Travel fatigue. “I give many talks. I think I’ve given more than 100 talks over the last 5 years. Traveling was always something that I loved. When I was a student, during each vacation I would do a big backpacking trip, to India, Thailand, South America, Mexico, Indonesia, and more. So I love traveling, but traveling to give a talk—flying 8 hours, sleeping, giving a talk, then back on a plane—is much less fun. There are too many meetings. I think I need to learn to travel less.”
Family ties. “I have two boys, ages 6 and 8. My oldest son is already completely crazy about science. He already has a microscope at home, and is making many discoveries.”
Bookworm. “I love reading novels. I like novels from many different countries, especially Spanish writers and South American writers. One of the best is Gabriel García Márquez. One Hundred Years of Solitude is one of my favorite books.”

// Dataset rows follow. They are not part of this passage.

//! Crawl orchestration: one browsing session, four paced stages, and the
//! cleaning that guards what reaches scoring.

pub mod breaker;
pub mod clean;
pub mod engine;
pub mod error;
pub mod pacing;
pub mod parse;
pub mod pipeline;
pub mod retry;
pub mod session;
pub mod stages;
pub mod summary;
pub mod types;

pub use breaker::{BreakerPhase, CircuitBreaker};
pub use clean::RecordCleaner;
pub use engine::{BrowsingEngine, InterceptedResponse, SessionLauncher};
pub use error::{CrawlError, ErrorKind};
pub use pacing::{ActionKind, PacingController};
pub use pipeline::{CrawlOutput, CrawlPipeline, HashtagFrequency, DEFAULT_ORIGIN};
pub use retry::{ActionFailure, Attempted, RetryCoordinator, RetryPolicy};
pub use session::{Session, SessionHealth, SessionManager};
pub use stages::Stage;
pub use summary::{RunSummary, StageSummary};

• With Marc Parmentier, identified the first chemokine antagonist of an HIV receptor and defined
how a novel antibody blocks HIV entry into a cell.
• With Elaine Fuchs, developed a marker to identify hair-follicle stem cells and identified
multipotent hair-follicle stem cells.
• Using lineage tracing, determined that some cell types within a tissue are more sensitive to oncogene
expression than others within the same tissue.
• Pinpointed the cellular origin of basal cell carcinoma, the most common human cancer.
• Published the first experimental evidence for the existence of cancer stem cells in an intact solid tumor.
• Discovered unipotent stem cells that maintain the mouse mammary gland.